With the appointment of former DHS cyber-security official Rod Beckstrom as the new president of ICANN, there's cause for hope that some major Net security issues facing the organization will be addressed in a pragmatic manner.
This week’s news that former National Cyber Security Center Director Rod Beckstrom was named as the newest president of ICANN – the Internet Corporation for Assigned Names and Numbers, the Net’s most influential governing body – is a very encouraging sign that we’re living in an era when issues of cyber-security are being given greater consideration than ever before, and with good reason, of course.
Just the fact that someone from the security sector has been elevated to lead ICANN, in a time when the organization is grappling with huge underlying problems related to improving cyber-culture – such as finding a better way to regulate domain registrars to address the spam-driven malware epidemic – has to be seen as a truly positive sign.
And if anyone is familiar with the struggles that face regulatory groups such as ICANN in addressing security challenges reaching across diverse, complex constituencies with many opposing viewpoints, someone like Beckstrom would seem a great pick. The former CEO and management guru eventually walked away from his post at the NCSC – which operates under the auspices of the Department of Homeland Security – after it became painfully clear that the effort did not have sufficient influence or funding to achieve its stated mandate.
When I had the chance to testify before Congress in April, the bulk of my remarks were aimed at citing inefficiencies existing in the manner in which a number of the cyber-security efforts operating under DHS were struggling for those same reasons. I’m not involved in ICANN in any direct way, but it’s been clear that over the years the group has struggled under many similar organizational issues that DHS is dealing with; namely, power struggles carried out among various fiefdoms vying to advance their own agendas without the guidance of a clear charter that allows them to coexist efficiently.
And when it comes to boosting ICANN’s ability to make headway in important matters of security – which include figuring out the best way to manage the planned increase of top-level domains while protecting the interests of businesses worldwide, normalizing domain name language disputes to address related phishing problems, and most importantly, addressing the role of the U.S. government in governing ICANN itself – there’s a lot of heavy lifting ahead.
ICANN appears to be taking positive steps already, as with the updating of its Registrar Accreditation Agreement (RAA) just weeks ago, and its increased efforts to tighten enforcement of those policies to root out the abusive hosting companies that allow for the distribution of much of the world’s spam and malware – many of which operate in nations that have not been active in addressing cybercrime emanating from within their own borders.
For, no matter what role the U.S. is to eventually play in driving the agenda of ICANN, international policy on cyber-crime has to be tackled, and as soon as possible. In some ways this is similar to addressing terrorism. Terrorists do not operate under one sovereign boundary, but across many, and in some cases without nation state sponsorship, and that’s what makes them so hard to track down and stop. The same goes for cyber-criminals.
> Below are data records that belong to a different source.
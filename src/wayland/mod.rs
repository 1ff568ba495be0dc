//! Protocol-facing helpers.
//!
//! This module contains the client-facing globals of the input stack, implemented on
//! top of [`wayland_server`]:
//!
//! - [`fake_input`] lets authorized clients synthesize input events that flow through
//!   the same queue as real input.
//! - [`idle`] lets clients subscribe to per-seat idle timeouts.

pub mod fake_input;
pub mod idle;
/// Implement to receive the dispatched input stream
pub trait InputHandler {
    /// A new device was registered
    fn device_added(&mut self, device: &DeviceHandle) {
        let _ = device;
    }

    /// A device was removed; its record is dead after this returns
    fn device_removed(&mut self, device: &DeviceHandle) {
        let _ = device;
    }

    /// User activity occurred.
    ///
    /// Called once per dispatched event, except for tablet proximity changes. Feed this
    /// into the idle machinery.
    fn activity(&mut self) {}

    /// An input event, in queue order
    fn input_event(&mut self, event: DispatchedEvent);
}

/// Drains the event queue and routes events into the compositor.
///
/// All state the dispatcher touches is owned by the compositor thread; context is passed
/// in explicitly rather than reached through globals.
#[derive(Debug)]
pub struct InputDispatcher {
    queue: Arc<EventQueue>,
    binder: OutputBinder,
    touch: TouchTracker,
}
If we do not have an ICANN in place that wields true influence worldwide, including among those nations that have not been as historically active, an organization that can curry support from key constituents around the globe who will ultimately determine how far policies and laws are enforced, than this whole fight against cyber-crime will continue to be a game of cat and mouse.
It’s my hope that Mr. Beckstrom’s plan for ICANN regarding security will encompass many of the recommendations made in the CSIS report 'Securing Cyberspace for the 44th Presidency' that was published at the end of last year and to which I was a contributor. Namely, those suggestions made in regards to International Engagement and Diplomacy; because, specifically, that’s what we really need.
If the current state of cyber-security, and our lack of ability to move quickly to affect change, has taught us anything, it’s that there truly is a need for global cooperation, and better partnering among key stakeholders, if we’re ever going to make progress.
That’s not to place too much importance on the ability of one man, or single governance body, in helping to move these issues forward.
However, a more dynamic, responsive ICANN could really go a long way toward helping. Let’s hope that’s what we get.